Monday, November 2, 2009: 10:30 AM
Convention Center, Room 411, Fourth Floor

Kim Perkins1, John R. Nimmo1, Richard H. Coupe2 and Claire E. Rose2, (1)U.S. Geological Survey, Menlo Park, CA
(2)U.S. Geological Survey, Pearl, MS
Abstract:
In the Bogue Phalia basin in the Delta region of northwestern Mississippi, as in many farmed areas, intensive use of agricultural chemicals raises water quality concerns. The soils are fine textured and often exhibit surface ponding and runoff after irrigation and rainfall. There is extensive surface cracking during extended dry periods. Fields are typically land-formed to promote surface flow into irrigation ditches and streams that feed into larger river ecosystems. Deep percolation below the root zone has been considered to be minimal in this area; however, unsaturated zone processes, including the effects of a declining water table, are not well understood, and there are few measured unsaturated zone data relevant to deep percolation. 
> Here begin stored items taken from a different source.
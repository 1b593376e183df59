//! Component catalog: the name -> factory dispatch table.

use std::collections::BTreeMap;
use std::path::Path;
use std::sync::Arc;
use tracing::{info, warn};

use crate::component::{ComponentFactory, ComponentHandle};
use crate::error::{RegistryError, RegistryResult};
use crate::loader::ModuleLease;

struct CatalogEntry {
    // Dropped before `module`, which may hold the factory's code.
    factory: Box<dyn ComponentFactory>,
    module: Option<Arc<ModuleLease>>,
}

/// A catalog of component factories keyed by their registered name.
#[derive(Default)]
pub struct ComponentCatalog {
    factories: BTreeMap<String, CatalogEntry>,
}

impl ComponentCatalog {
    /// Creates a new, empty catalog.
    pub fn new() -> Self {
        Self::default()
    }

    /// Registers a factory under `name`.
    ///
    /// The first registration of a name wins; later ones are rejected and
    /// leave the existing mapping in place.
    pub fn register<F>(&mut self, name: &str, factory: F) -> RegistryResult<()>
    where
        F: ComponentFactory + 'static,
    {
        self.register_boxed(name, Box::new(factory), None)
    }

    /// Registers a factory whose code lives in `module`, if given. Components
    /// it creates keep the module loaded.
    pub fn register_boxed(
        &mut self,
        name: &str,
        factory: Box<dyn ComponentFactory>,
        module: Option<Arc<ModuleLease>>,
    ) -> RegistryResult<()> {
        info!("found '{}'", name);
        if self.factories.contains_key(name) {
            warn!("already loaded '{}'", name);
            return Err(RegistryError::AlreadyRegistered(name.to_string()));
        }
        self.factories
            .insert(name.to_string(), CatalogEntry { factory, module });
        Ok(())
    }

    /// Runs the factory registered under `name`.
    pub fn create(&self, name: &str, config: Option<&Path>) -> RegistryResult<ComponentHandle> {
        let entry = self.factories.get(name).ok_or_else(|| {
            warn!("not found '{}'", name);
            RegistryError::NotFound(name.to_string())
        })?;
        let component = entry.factory.create(config)?;
        Ok(ComponentHandle::leased(component, entry.module.clone()))
    }

    pub fn contains(&self, name: &str) -> bool {
        self.factories.contains_key(name)
    }

    /// Registered names in sorted order.
    pub fn names(&self) -> Vec<String> {
        self.factories.keys().cloned().collect()
    }

    pub fn len(&self) -> usize {
        self.factories.len()
    }

    pub fn is_empty(&self) -> bool {
        self.factories.is_empty()
    }

    pub fn clear(&mut self) {
        self.factories.clear();
    }
}
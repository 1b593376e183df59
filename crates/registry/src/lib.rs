//! Component registry and plugin loading for the sensor pipeline.
//!
//! This crate is the runtime's single source of truth for which component
//! kinds exist, which instances were created from them, and which plugin
//! modules contributed them. It also owns the string table and the unique id
//! counter shared by the pipeline workers.

pub mod catalog;
pub mod component;
pub mod config;
pub mod diagnostics;
pub mod error;
pub mod instances;
pub mod intern;
pub mod loader;
#[macro_use]
pub mod macros;
pub mod module;
pub mod naming;
pub mod registry;
pub mod snapshot;


// Re-export commonly used types
pub use catalog::ComponentCatalog;
pub use component::{
    builtin_components, BuiltinComponent, Component, ComponentFactory, ComponentHandle,
    SharedComponent,
};
pub use config::{NamingConfig, RegistryConfig};
pub use diagnostics::Diagnostics;
pub use error::{RegistryError, RegistryResult};
pub use instances::{IdFilter, SingletonKind};
pub use intern::{SharedTables, StringId, UNDEFINED_STRING};
pub use loader::ModuleLease;
pub use module::{
    locate_module_file, LoadedModule, ModuleLoader, NativeLoader, RegisterEntry, StaticLoader,
    StaticModule, UnregisterEntry, REGISTER_SYMBOL, UNREGISTER_SYMBOL,
};
pub use naming::{BuildMode, ModuleNaming, Platform};
pub use registry::Registry;
pub use snapshot::{InstanceSummary, RegistrySnapshot, StringSummary};

#[doc(hidden)]
pub use inventory;
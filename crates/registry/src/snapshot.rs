//! Point-in-time listing of a registry's contents.

use serde::Serialize;
use std::fmt;

use crate::intern::StringId;

#[derive(Debug, Clone, PartialEq, Eq, Serialize)]
pub struct RegistrySnapshot {
    pub modules: Vec<String>,
    pub components: Vec<String>,
    pub instances: Vec<InstanceSummary>,
    pub strings: Vec<StringSummary>,
}

#[derive(Debug, Clone, PartialEq, Eq, Serialize)]
pub struct InstanceSummary {
    pub id: String,
    pub kind: String,
}

#[derive(Debug, Clone, PartialEq, Eq, Serialize)]
pub struct StringSummary {
    pub id: StringId,
    pub content: String,
}

impl fmt::Display for RegistrySnapshot {
    fn fmt(&self, f: &mut fmt::Formatter<'_>) -> fmt::Result {
        writeln!(f, "Modules:")?;
        for module in &self.modules {
            writeln!(f, " > {}", module)?;
        }
        writeln!(f, "Components:")?;
        for component in &self.components {
            writeln!(f, " > {}", component)?;
        }
        writeln!(f, "Objects:")?;
        for instance in &self.instances {
            writeln!(f, " > {} [ {} ]", instance.id, instance.kind)?;
        }
        writeln!(f, "Strings:")?;
        for string in &self.strings {
            writeln!(f, " > {} [ {} ]", string.content, string.id)?;
        }
        Ok(())
    }
}
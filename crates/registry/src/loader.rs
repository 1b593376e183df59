//! Table of loaded plugin modules.

use std::collections::BTreeMap;
use std::fs;
use std::path::{Path, PathBuf};
use std::sync::Arc;
use tracing::{debug, info, warn};

use crate::error::RegistryResult;
use crate::module::LoadedModule;

/// Vendor modules whose libraries crash when unloaded. They are torn down
/// but never closed.
pub const DEFAULT_UNLOAD_DENYLIST: &[&str] = &["sp_xsens"];

/// A loaded module shared by the module table and by everything created from
/// it. The library stays mapped until the last lease is dropped.
pub struct ModuleLease {
    resolved: PathBuf,
    keep_mapped: bool,
    module: Option<Box<dyn LoadedModule>>,
}

impl ModuleLease {
    fn teardown(&self) {
        let Some(module) = &self.module else {
            return;
        };
        match module.unregister_entry() {
            Some(unregister) => {
                info!("unregister '{}'", self.resolved.display());
                // SAFETY: the entry point comes from a module that is still loaded.
                unsafe { unregister() };
            }
            None => debug!("no teardown entry point in '{}'", self.resolved.display()),
        }
    }
}

impl Drop for ModuleLease {
    fn drop(&mut self) {
        let Some(module) = self.module.take() else {
            return;
        };
        if self.keep_mapped {
            info!(
                "keeping '{}' mapped, module is on the unload denylist",
                self.resolved.display()
            );
            std::mem::forget(module);
            return;
        }
        debug!("unload '{}'", self.resolved.display());
        if let Err(e) = module.close() {
            warn!("{}", e);
        }
    }
}

/// Loaded modules keyed by resolved path. A path is loaded at most once.
#[derive(Default)]
pub struct ModuleTable {
    modules: BTreeMap<PathBuf, Arc<ModuleLease>>,
}

impl ModuleTable {
    pub fn new() -> Self {
        Self::default()
    }

    pub fn contains(&self, resolved: &Path) -> bool {
        self.modules.contains_key(resolved)
    }

    /// Records `module` under `resolved` and returns the lease that factories
    /// and components created from it must hold. A module with `keep_mapped`
    /// set is never closed.
    pub fn insert(
        &mut self,
        resolved: PathBuf,
        module: Box<dyn LoadedModule>,
        keep_mapped: bool,
    ) -> Arc<ModuleLease> {
        let lease = Arc::new(ModuleLease {
            resolved: resolved.clone(),
            keep_mapped,
            module: Some(module),
        });
        self.modules.insert(resolved, lease.clone());
        lease
    }

    /// Resolved paths of all loaded modules.
    pub fn paths(&self) -> Vec<PathBuf> {
        self.modules.keys().cloned().collect()
    }

    pub fn len(&self) -> usize {
        self.modules.len()
    }

    pub fn is_empty(&self) -> bool {
        self.modules.is_empty()
    }

    /// Calls each module's teardown entry point and releases the table's
    /// lease. A module is unloaded once no factory or component created from
    /// it is left. The table is empty afterwards.
    pub fn unload_all(&mut self) {
        let modules = std::mem::take(&mut self.modules);
        for (path, lease) in modules {
            lease.teardown();
            let remaining = Arc::strong_count(&lease) - 1;
            if remaining > 0 {
                info!(
                    "unload of '{}' deferred, {} references remain",
                    path.display(),
                    remaining
                );
            }
        }
    }

    /// Copies the file backing each loaded module into `target_dir`.
    ///
    /// Modules without a locatable file, and failed copies, are logged and
    /// skipped.
    pub fn export(&self, target_dir: &Path) -> RegistryResult<Vec<PathBuf>> {
        fs::create_dir_all(target_dir)?;

        let mut copied = Vec::new();
        for (path, lease) in &self.modules {
            let source = match lease.module.as_ref().and_then(|m| m.backing_file()) {
                Some(file) if file.is_file() => file,
                _ => {
                    warn!("could not get module file for '{}'", path.display());
                    continue;
                }
            };
            let Some(file_name) = source.file_name() else {
                warn!("could not get module file for '{}'", path.display());
                continue;
            };

            let target = target_dir.join(file_name);
            match fs::copy(source, &target) {
                Ok(_) => {
                    debug!("copied '{}' to '{}'", path.display(), target_dir.display());
                    copied.push(target);
                }
                Err(e) => warn!(
                    "could not copy '{}' to '{}': {}",
                    source.display(),
                    target.display(),
                    e
                ),
            }
        }
        Ok(copied)
    }
}

#[cfg(test)]
mod tests {
    use super::*;
    use crate::error::RegistryError;
    use crate::module::{RegisterEntry, UnregisterEntry};
    use std::sync::atomic::{AtomicUsize, Ordering};

    /// Module double that counts closes and can point at a real file.
    struct FakeModule {
        path: PathBuf,
        file: Option<PathBuf>,
        closed: Arc<AtomicUsize>,
        fail_close: bool,
    }

    impl LoadedModule for FakeModule {
        fn path(&self) -> &Path {
            &self.path
        }

        fn register_entry(&self) -> Option<RegisterEntry> {
            None
        }

        fn unregister_entry(&self) -> Option<UnregisterEntry> {
            None
        }

        fn backing_file(&self) -> Option<&Path> {
            self.file.as_deref()
        }

        fn close(self: Box<Self>) -> RegistryResult<()> {
            self.closed.fetch_add(1, Ordering::SeqCst);
            if self.fail_close {
                return Err(RegistryError::UnloadFailure {
                    path: self.path.clone(),
                    message: "busy".to_string(),
                });
            }
            Ok(())
        }
    }

    fn fake(path: &str, closed: &Arc<AtomicUsize>) -> Box<FakeModule> {
        Box::new(FakeModule {
            path: PathBuf::from(path),
            file: None,
            closed: closed.clone(),
            fail_close: false,
        })
    }

    #[test]
    fn test_unload_skips_denylisted_modules() {
        let closed = Arc::new(AtomicUsize::new(0));
        let mut table = ModuleTable::new();
        table.insert("libsp_signal.so".into(), fake("libsp_signal.so", &closed), false);
        table.insert("libsp_xsens.so".into(), fake("libsp_xsens.so", &closed), true);
        let mut failing = fake("libsp_camera.so", &closed);
        failing.fail_close = true;
        table.insert("libsp_camera.so".into(), failing, false);
        assert_eq!(table.len(), 3);

        table.unload_all();

        assert!(table.is_empty());
        // the denylisted module is never closed; a failing close is tolerated
        assert_eq!(closed.load(Ordering::SeqCst), 2);
    }

    #[test]
    fn test_unload_waits_for_last_lease() {
        let closed = Arc::new(AtomicUsize::new(0));
        let mut table = ModuleTable::new();
        let lease = table.insert("libsp_signal.so".into(), fake("libsp_signal.so", &closed), false);
        let second = lease.clone();

        table.unload_all();
        assert!(table.is_empty());
        assert_eq!(closed.load(Ordering::SeqCst), 0);

        drop(lease);
        assert_eq!(closed.load(Ordering::SeqCst), 0);
        drop(second);
        assert_eq!(closed.load(Ordering::SeqCst), 1);
    }

    #[test]
    fn test_insert_keys_by_resolved_path() {
        let closed = Arc::new(AtomicUsize::new(0));
        let mut table = ModuleTable::new();
        table.insert("plugins/libsp_a.so".into(), fake("/abs/reported/libsp_a.so", &closed), false);

        assert!(table.contains(Path::new("plugins/libsp_a.so")));
        assert!(!table.contains(Path::new("/abs/reported/libsp_a.so")));
        assert_eq!(table.paths(), vec![PathBuf::from("plugins/libsp_a.so")]);
    }

    #[test]
    fn test_export_copies_backing_files() {
        let source_dir = tempfile::tempdir().unwrap();
        let target_dir = tempfile::tempdir().unwrap();
        let library = source_dir.path().join("libsp_signal.so");
        fs::write(&library, b"\x7fELF").unwrap();

        let closed = Arc::new(AtomicUsize::new(0));
        let mut table = ModuleTable::new();
        let mut with_file = fake("libsp_signal.so", &closed);
        with_file.file = Some(library);
        table.insert("libsp_signal.so".into(), with_file, false);
        table.insert("libsp_static.so".into(), fake("libsp_static.so", &closed), false);

        let export_dir = target_dir.path().join("bundle");
        let copied = table.export(&export_dir).unwrap();

        assert_eq!(copied, vec![export_dir.join("libsp_signal.so")]);
        assert_eq!(fs::read(&copied[0]).unwrap(), b"\x7fELF");
    }
}
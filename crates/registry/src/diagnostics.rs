//! Diagnostics sink shared with plugin modules.
//!
//! A dynamically loaded module links its own copy of `tracing`, including
//! its own global dispatcher. The host hands its dispatcher to the module's
//! registration entry point so that events logged inside the module reach
//! the host's subscriber.

use tracing::Dispatch;

#[derive(Debug, Clone)]
pub struct Diagnostics {
    dispatch: Dispatch,
}

impl Diagnostics {
    pub fn new(dispatch: Dispatch) -> Self {
        Self { dispatch }
    }

    /// Captures the dispatcher active on the calling thread.
    pub fn current() -> Self {
        Self::new(tracing::dispatcher::get_default(|dispatch| dispatch.clone()))
    }

    /// Makes this sink the global default of the calling module.
    ///
    /// Returns `false` if the module already had a global default.
    pub fn install_global(&self) -> bool {
        tracing::dispatcher::set_global_default(self.dispatch.clone()).is_ok()
    }

    /// Runs `f` with this sink as the thread-local default.
    pub fn in_scope<T>(&self, f: impl FnOnce() -> T) -> T {
        tracing::dispatcher::with_default(&self.dispatch, f)
    }
}

impl Default for Diagnostics {
    fn default() -> Self {
        Self::current()
    }
}
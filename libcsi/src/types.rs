//! Core types: pod and volume identifiers, mounted file descriptors.
//!
//! These are shared by the target path matcher and the mounted file
//! enumerator. They are all [`Serialize`]/[`Deserialize`] so callers can hand
//! them to their own mount-tracking state or log them as JSON.

use serde::{Deserialize, Serialize};
use std::collections::HashMap;
use std::fmt;
use std::path::PathBuf;
use std::time::SystemTime;

// ---------------------------------------------------------------------------
// Identifiers
// ---------------------------------------------------------------------------

/// Unique identifier of a pod, as it appears in a kubelet target path.
///
/// Conventionally a UUID, but no structure is validated beyond being a
/// non-empty path segment.
#[derive(Debug, Clone, Serialize, Deserialize, PartialEq, Eq, Hash)]
pub struct PodUid(pub String);

/// Name of a volume within a pod's volume set.
#[derive(Debug, Clone, Serialize, Deserialize, PartialEq, Eq, Hash)]
pub struct VolumeName(pub String);

macro_rules! string_newtype {
    ($ty:ident) => {
        impl $ty {
            /// Borrow the identifier as a string slice.
            pub fn as_str(&self) -> &str {
                &self.0
            }
        }

        impl fmt::Display for $ty {
            fn fmt(&self, f: &mut fmt::Formatter<'_>) -> fmt::Result {
                f.write_str(&self.0)
            }
        }

        impl From<String> for $ty {
            fn from(s: String) -> Self {
                Self(s)
            }
        }

        impl From<&str> for $ty {
            fn from(s: &str) -> Self {
                Self(s.to_owned())
            }
        }

        impl AsRef<str> for $ty {
            fn as_ref(&self) -> &str {
                &self.0
            }
        }
    };
}

string_newtype!(PodUid);
string_newtype!(VolumeName);

// ---------------------------------------------------------------------------
// Mounted files
// ---------------------------------------------------------------------------

/// Descriptor of one regular file found under a mount target.
#[derive(Debug, Clone, Serialize, Deserialize, PartialEq, Eq)]
pub struct MountedFile {
    /// Path of the file on disk (enumeration root joined with the relative
    /// path).
    pub path: PathBuf,
    /// File size in bytes.
    pub size: u64,
    /// Last modification time, when the platform reports one.
    #[serde(default)]
    pub modified: Option<SystemTime>,
}

/// Files under a mount target, keyed by their `/`-joined path relative to the
/// enumeration root (e.g. `"subdir/secret.txt"`).
pub type MountedFileIndex = HashMap<String, MountedFile>;
//! # libcsi — mount target utilities for RK8s CSI plugins
//!
//! `libcsi` holds the small, stateless helpers a CSI node plugin needs around
//! kubelet mount targets: recovering the pod UID and volume name from a
//! target path, and listing the files materialized under a mounted volume.
//! It follows the RK8s conventions (`tracing` for observability, `thiserror`
//! for structured errors, Tokio for async callers).
//!
//! ## Module overview
//!
//! | Module | Purpose |
//! |---|---|
//! | [`target_path`] | Parse `.../pods/<uid>/volumes/kubernetes.io~csi/<name>/mount`. |
//! | [`fileutil`] | Recursive mounted file enumeration with `/`-joined keys. |
//! | [`types`] | `PodUid`, `VolumeName`, `MountedFile`, `MountedFileIndex`. |
//! | [`error`] | [`CsiError`] enum covering enumeration failures. |
//! | [`config`] | [`WalkConfig`] and its environment-derived default. |

pub mod config;
pub mod error;
pub mod fileutil;
pub mod target_path;
pub mod types;

// Re-export the most commonly used items at crate root for convenience.
pub use config::WalkConfig;
pub use error::CsiError;
pub use fileutil::{get_mounted_files, get_mounted_files_async, get_mounted_files_with};
pub use target_path::{
    TargetPath, get_pod_uid_from_target_path, get_volume_name_from_target_path,
};
pub use types::*;
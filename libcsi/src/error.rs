//! Error types for mount target utilities.
//!
//! Path matching never fails, it only reports "no match". Everything that can
//! fail (enumerating a mount target directory, strict parsing) returns a
//! [`CsiError`], which derives [`thiserror::Error`] and keeps the underlying
//! I/O cause reachable through [`std::error::Error::source`].

use std::io;
use std::path::PathBuf;

use thiserror::Error;

/// Unified error type for `libcsi` operations.
#[derive(Debug, Error)]
pub enum CsiError {
    /// Walking the directory tree failed on the root or on some entry.
    #[error("failed to enumerate files under {}: {source}", .path.display())]
    Walk {
        /// Root directory of the enumeration.
        path: PathBuf,
        /// Underlying traversal error.
        #[source]
        source: walkdir::Error,
    },

    /// The enumeration root exists but is not a directory.
    #[error("{} is not a directory", .0.display())]
    NotADirectory(PathBuf),

    /// A file path under the root could not be turned into a UTF-8 key.
    #[error("non-UTF8 path under mount target: {}", .0.display())]
    NonUtf8Path(PathBuf),

    /// The caller supplied an invalid argument.
    #[error("invalid argument: {0}")]
    InvalidArgument(String),

    /// An unclassified internal error.
    #[error("internal error: {0}")]
    Internal(String),
}

impl CsiError {
    /// Create a [`CsiError::Internal`] from anything that implements
    /// [`std::fmt::Display`].
    pub fn internal<E: std::fmt::Display>(e: E) -> Self {
        Self::Internal(e.to_string())
    }

    /// Kind of the underlying I/O error, if the failure came from the
    /// filesystem.
    ///
    /// Lets callers tell "not found" from "permission denied" without the
    /// crate promising any finer error categories.
    pub fn io_error_kind(&self) -> Option<io::ErrorKind> {
        match self {
            Self::Walk { source, .. } => source.io_error().map(io::Error::kind),
            _ => None,
        }
    }
}
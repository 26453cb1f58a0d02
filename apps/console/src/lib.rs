//! # Game Shop Console Library
//!
//! Console front ends for the game shop. Both front ends share one set of
//! commands; they differ only in who logs in and what menu they see.
//!
//! ## Module Organization
//! ```text
//! gameshop_console/
//! ├── lib.rs          ◄─── You are here (CLI, startup & run)
//! ├── console.rs      ◄─── Console trait, terminal + scripted implementations
//! ├── error.rs        ◄─── User-facing error type
//! ├── state/
//! │   ├── mod.rs      ◄─── State type exports
//! │   ├── config.rs   ◄─── ShopConfig and its layered loading
//! │   └── context.rs  ◄─── AppContext (services, config, clock)
//! ├── commands/
//! │   ├── mod.rs      ◄─── Shared prompts (choices, yes/no, platform, duration)
//! │   ├── account.rs  ◄─── Sign-in, registration, customer selection
//! │   ├── rental.rs   ◄─── Rent a game
//! │   ├── sale.rs     ◄─── Buy a game
//! │   ├── returns.rs  ◄─── Return a rental, rental history
//! │   └── report.rs   ◄─── Customer list, shop revenue
//! └── frontend/
//!     ├── mod.rs      ◄─── Front end selection
//!     ├── customer.rs ◄─── Customer self-service menu
//!     └── employee.rs ◄─── Employee desk menu
//! ```
//!
//! ## Front Ends
//! ```text
//! ┌─────────────────────────────────────────────────────────────────────────┐
//! │  Customer                          │  Employee                          │
//! │  ────────                          │  ────────                          │
//! │  Contact (or 'exit' to quit)       │  Email (or 'exit' to quit)         │
//! │   unknown → register               │   3 attempts                       │
//! │   known   → password, 3 attempts   │                                    │
//! │                                    │  1) Select/Add Customer            │
//! │  1) Rent                           │  2) View All Customers             │
//! │  2) Return                         │  3) View Shop Revenue              │
//! │  3) Buy                            │  4) Logout                         │
//! │  4) Log out                        │                                    │
//! │  5) Quit                           │  customer session:                 │
//! │                                    │  1) Rent 2) Buy 3) Return          │
//! │                                    │  4) View Rentals 5) Back           │
//! └─────────────────────────────────────────────────────────────────────────┘
//! ```

pub mod commands;
pub mod console;
pub mod error;
pub mod frontend;
pub mod state;

use std::path::PathBuf;

use anyhow::Context;
use clap::Parser;
use tracing::info;
use tracing_subscriber::EnvFilter;

use gameshop_db::{Database, DbConfig};

pub use console::{Console, ConsoleError, ScriptedConsole, TerminalConsole};
pub use error::{ErrorCode, ShopError, ShopResult};
pub use frontend::Frontend;
pub use state::{AppContext, ShopConfig};

/// Command line flags. Every flag overrides the matching config value.
#[derive(Parser, Debug, Default, Clone)]
#[command(name = "gameshop", about = "Console game rental and sale shop", version)]
pub struct Cli {
    /// Path to a TOML config file (default: <config dir>/shop.toml)
    #[arg(short, long)]
    pub config: Option<PathBuf>,

    /// SQLite database file
    #[arg(long)]
    pub db: Option<PathBuf>,

    /// Which front end to run
    #[arg(short, long, value_enum)]
    pub mode: Option<Frontend>,

    /// Currency symbol appended to prices
    #[arg(long)]
    pub currency: Option<String>,

    /// Shop name shown in the banner
    #[arg(long)]
    pub shop_name: Option<String>,
}

/// Runs the console application.
///
/// ## Startup Sequence
/// ```text
/// ┌─────────────────────────────────────────────────────────────────────────┐
/// │  1. Load .env (dotenvy), then ShopConfig layers                         │
/// │  2. Initialize logging to stderr                                        │
/// │  3. Resolve database path and connect (migrations applied)              │
/// │  4. Build AppContext over Database::stores()                            │
/// │  5. Run the front end on the real terminal                              │
/// │  6. Close the pool                                                      │
/// └─────────────────────────────────────────────────────────────────────────┘
/// ```
///
/// Closing stdin ends the session like a quit.
pub async fn run(cli: Cli) -> anyhow::Result<()> {
    dotenvy::dotenv().ok();

    let config = ShopConfig::load(&cli).context("Failed to load configuration")?;
    init_tracing(&config.log_filter);

    info!(shop = %config.shop_name, frontend = %config.frontend, "Starting Game Shop console");

    let db_path = config
        .resolve_database_path()
        .context("Could not determine database location")?;
    info!(?db_path, "Database path determined");

    let db = Database::new(DbConfig::new(db_path.clone()))
        .await
        .with_context(|| format!("Failed to open database at {}", db_path.display()))?;

    let frontend = config.frontend;
    let ctx = AppContext::new(&db.stores(), config);
    let mut console = TerminalConsole::new();

    let outcome = frontend::launch(frontend, &ctx, &mut console).await;
    db.close().await;

    match outcome {
        Ok(()) => Ok(()),
        Err(e) if e.is_input_closed() => {
            info!("Input closed, exiting");
            Ok(())
        }
        Err(e) => Err(e.into()),
    }
}

/// Initializes the tracing subscriber.
///
/// `RUST_LOG` wins over the configured filter. Output goes to stderr so it
/// never interleaves with menus on stdout.
fn init_tracing(default_filter: &str) {
    let filter =
        EnvFilter::try_from_default_env().unwrap_or_else(|_| EnvFilter::new(default_filter));

    tracing_subscriber::fmt()
        .with_env_filter(filter)
        .with_writer(std::io::stderr)
        .init();
}
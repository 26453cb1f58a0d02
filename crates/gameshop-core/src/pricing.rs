//! # Pricing Policy
//!
//! Rental and sale prices. Pure functions, no side effects.
//!
//! ## Duration Tiers
//! ```text
//! ┌───────────┬──────┬────────────┬─────────────────────────────────────┐
//! │ Tier      │ Days │ Multiplier │ 10.00/day game                      │
//! ├───────────┼──────┼────────────┼─────────────────────────────────────┤
//! │ daily     │    1 │ 1.00       │ 10.00 × 1  × 1.00 = 10.00           │
//! │ weekly    │    7 │ 0.85       │ 10.00 × 7  × 0.85 = 59.50           │
//! │ monthly   │   30 │ 0.70       │ 10.00 × 30 × 0.70 = 210.00          │
//! └───────────┴──────┴────────────┴─────────────────────────────────────┘
//! ```
//!
//! The multiplier is held in basis points so `unit × days × bps` stays exact
//! in integers; rounding to the cent happens once, in [`Money::apply_bps`].

use serde::{Deserialize, Serialize};
use std::fmt;
use std::str::FromStr;

use crate::error::CoreError;
use crate::money::Money;
use crate::types::Game;

// =============================================================================
// Rental Duration
// =============================================================================

#[derive(Debug, Clone, Copy, PartialEq, Eq, Hash, Serialize, Deserialize)]
#[serde(rename_all = "lowercase")]
pub enum RentalDuration {
    Daily,
    Weekly,
    Monthly,
}

impl RentalDuration {
    pub const ALL: [RentalDuration; 3] = [
        RentalDuration::Daily,
        RentalDuration::Weekly,
        RentalDuration::Monthly,
    ];

    /// Length of the rental in days.
    pub const fn days(&self) -> i64 {
        match self {
            RentalDuration::Daily => 1,
            RentalDuration::Weekly => 7,
            RentalDuration::Monthly => 30,
        }
    }

    /// Price multiplier in basis points (10000 = ×1.00).
    pub const fn multiplier_bps(&self) -> u32 {
        match self {
            RentalDuration::Daily => 10_000,
            RentalDuration::Weekly => 8_500,
            RentalDuration::Monthly => 7_000,
        }
    }

    pub const fn name(&self) -> &'static str {
        match self {
            RentalDuration::Daily => "daily",
            RentalDuration::Weekly => "weekly",
            RentalDuration::Monthly => "monthly",
        }
    }

    /// Menu label ("1 week").
    pub const fn label(&self) -> &'static str {
        match self {
            RentalDuration::Daily => "1 day",
            RentalDuration::Weekly => "1 week",
            RentalDuration::Monthly => "1 month",
        }
    }
}

impl fmt::Display for RentalDuration {
    fn fmt(&self, f: &mut fmt::Formatter<'_>) -> fmt::Result {
        f.write_str(self.name())
    }
}

impl FromStr for RentalDuration {
    type Err = CoreError;

    fn from_str(s: &str) -> Result<Self, Self::Err> {
        match s.trim().to_ascii_lowercase().as_str() {
            "daily" => Ok(RentalDuration::Daily),
            "weekly" => Ok(RentalDuration::Weekly),
            "monthly" => Ok(RentalDuration::Monthly),
            _ => Err(CoreError::InvalidDuration(s.to_string())),
        }
    }
}

// =============================================================================
// Price Calculations
// =============================================================================

/// `unit price × days × multiplier`, rounded half up to the cent.
pub fn rental_price(game: &Game, duration: RentalDuration) -> Money {
    game.price()
        .multiply_quantity(duration.days())
        .apply_bps(duration.multiplier_bps())
}

/// The listed unit price.
pub fn sale_price(game: &Game) -> Money {
    game.price()
}

// =============================================================================
// Unit Tests
// =============================================================================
In this study we assessed solute transport mechanisms within and below the root zone of a fallow soybean field by performing a 2-m ring infiltration experiment. Ponding continued for 67 hours using bromide and rhodamine tracers and subsurface instruments for measuring soil-water content, matric pressure, and solution sampling. Water percolated rapidly below the pond reaching 1 m depth in as little as 30 minutes, indicating preferential flow through the root zone, possibly related to shrink/swell features. Extensive lateral flow at shallow depths was apparent as the surface wetted outward to several meters from the pond. Deeper lateral flow was detected at solution samplers 3 m from the pond edge at 5 m depth within a few weeks. Tracer was not detected in the unsaturated zone below 5 m however; the tracer was detected at the water table 12 m below land surface within 10 weeks of the experiment with concentrations increasing over a period of 10 months. A tracer mass balance also suggests the possibility for deep preferential transport of agricultural chemicals within the Bogue Phalia basin.